現場に赴く者が決まった後、作戦の立案も行われた。エリウスはせめてもの助けにと策を持ちだしたのだが、多数決で素気無く却下されてしまった。
エリウスの持ち出した策は奇襲用の小部隊でジェノブレイカーを細かく襲撃し、疲労させるというものだ。いくら強大なゾイドとは言え、補給もなしに継続戦闘は難しいだろう。ジェノブレイカーは――レイヴンはバンとの戦いを望んでいる。バンの居場所を公表し、そこに向かう進路上で襲撃をかければ確実に消耗させられる。ヒット&アウェイを徹底すれば、犠牲も減らせるだろう。馬鹿正直に待ち構えるよりはマシなはずだった。それに、奇襲戦であれば
だが、結果はハルフォードの打ちだした迎撃作戦である。それが採用された理由も、思い返してみればエリウスを頼るより――
――なんだかなぁ……。ワシらは、意図的に孤立させられてんのか。つか、この非常事態にどうしてワシらを遠ざける必要がある。

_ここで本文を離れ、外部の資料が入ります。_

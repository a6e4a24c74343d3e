use axum::extract::Query;
use axum::Extension;
use chrono::{Duration, Utc};
use serde::Deserialize;
use serde_json::{json, Value};
use tracing::warn;

use crate::handlers::admin::analytics;
use crate::middleware::{policy, ApiResponse, ApiResult, AuthUser};
use crate::store::{format_timestamp, names, Store};

#[derive(Debug, Deserialize)]
pub struct StatsParams {
    pub range: Option<String>,
}

/// GET /api/admin/monitoring/stats
///
/// Operational snapshot over a time range: 1h, 24h (default), 7d, or 30d.
pub async fn stats(
    Extension(auth): Extension<AuthUser>,
    Query(params): Query<StatsParams>,
) -> ApiResult<Value> {
    policy::require_admin(&auth).await?;
    let store = Store::shared().await?;

    let range = params.range.as_deref().unwrap_or("24h");
    let window = match range {
        "1h" => Duration::hours(1),
        "24h" => Duration::hours(24),
        "7d" => Duration::days(7),
        "30d" => Duration::days(30),
        _ => Duration::hours(24),
    };

    let now = Utc::now();
    let since = format_timestamp(now - window);
    let five_min_ago = format_timestamp(now - Duration::minutes(5));

    let users = store.collection(names::USERS);
    let active_users = users
        .query()
        .gte("last_login", five_min_ago)
        .count()
        .await?;
    let total_users = users.query().count().await?;
    let recent_signups = users
        .query()
        .gte("created_at", since.clone())
        .count()
        .await?;

    let active_subscriptions = analytics::count_paying(store).await?;
    let estimated_revenue = analytics::estimate_mrr(store).await?;

    // Error counting is observability, not correctness; failures read as 0.
    let errors = match store
        .collection(names::ERROR_LOGS)
        .query()
        .gte("timestamp", since)
        .count()
        .await
    {
        Ok(n) => n,
        Err(e) => {
            warn!("Error-log count failed: {}", e);
            0
        }
    };

    Ok(ApiResponse::success(json!({
        "range": range,
        "active_users": active_users,
        "total_users": total_users,
        "recent_signups": recent_signups,
        "active_subscriptions": active_subscriptions,
        "errors": errors,
        "estimated_revenue": estimated_revenue,
    })))
}
use crate::error::ApiError;
use crate::middleware::auth::AuthUser;
use crate::store::{names, Document, Store};

/// Centralized role policy. Every admin handler goes through here instead of
/// re-implementing the role check.
///
/// The check always re-reads the user document: token claims prove identity,
/// the store decides authorization. Fail closed: an absent record or any
/// store failure is "not authorized".

const ELEVATED_ROLES: [&str; 2] = ["owner", "admin"];
pub const ALL_ROLES: [&str; 5] = ["owner", "admin", "support", "readonly", "user"];

/// Elevated iff role is owner/admin or the explicit admin flag is set.
pub fn is_elevated(role: &str, is_admin_flag: bool) -> bool {
    ELEVATED_ROLES.contains(&role) || is_admin_flag
}

pub async fn require_admin(caller: &AuthUser) -> Result<Document, ApiError> {
    let user = fetch_user(&caller.user_id).await?;
    let role = user.field_str("role").unwrap_or("user");
    let is_admin = user.field_bool("is_admin").unwrap_or(false);

    if is_elevated(role, is_admin) {
        Ok(user)
    } else {
        Err(ApiError::forbidden("Admin access required"))
    }
}

/// Owner only; used for role management.
pub async fn require_owner(caller: &AuthUser) -> Result<Document, ApiError> {
    let user = fetch_user(&caller.user_id).await?;
    if user.field_str("role") == Some("owner") {
        Ok(user)
    } else {
        Err(ApiError::forbidden("Owner access required"))
    }
}

async fn fetch_user(user_id: &str) -> Result<Document, ApiError> {
    // Any failure on this path reads as "no access", never as a 500.
    let store = Store::shared()
        .await
        .map_err(|e| forbidden_on_error("store unavailable", &e.to_string()))?;

    match store.collection(names::USERS).get(user_id).await {
        Ok(Some(user)) => Ok(user),
        Ok(None) => Err(ApiError::forbidden("Admin access required")),
        Err(e) => Err(forbidden_on_error("user lookup failed", &e.to_string())),
    }
}

fn forbidden_on_error(context: &str, detail: &str) -> ApiError {
    tracing::warn!("Authorization check failed ({}): {}", context, detail);
    ApiError::forbidden("Admin access required")
}

pub fn is_valid_role(role: &str) -> bool {
    ALL_ROLES.contains(&role)
}

#[cfg(test)]
mod tests {
    use super::*;

    #[test]
    fn role_validity() {
        for role in ALL_ROLES {
            assert!(is_valid_role(role));
        }
        assert!(!is_valid_role("superuser"));
        assert!(!is_valid_role(""));
        assert!(!is_valid_role("Admin"));
    }
}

レイヴンを援護する者は、十中八九ヒルツという男の手先だろう。だが、その思惑が見えない。いったいヒルツはなぜレイヴンにジェノブレイカーを与えたのか。ヘリック共和国とガイロス帝国を揺さぶり続けるのはなぜか。その目的は、両国の崩壊と見えるが、本当にそれだけなのか。そして、
――いろんな奴らの思惑がめぐらされてるってか? わっかんねぇなぁオイ。
気づけば根元近くまで吸っていた葉巻を吐き捨て、エリウスは部屋に戻る。吐き捨てられた葉巻から立ち上る煙が、煙に含まれる有害物質が空気に紛れ、消えて行った。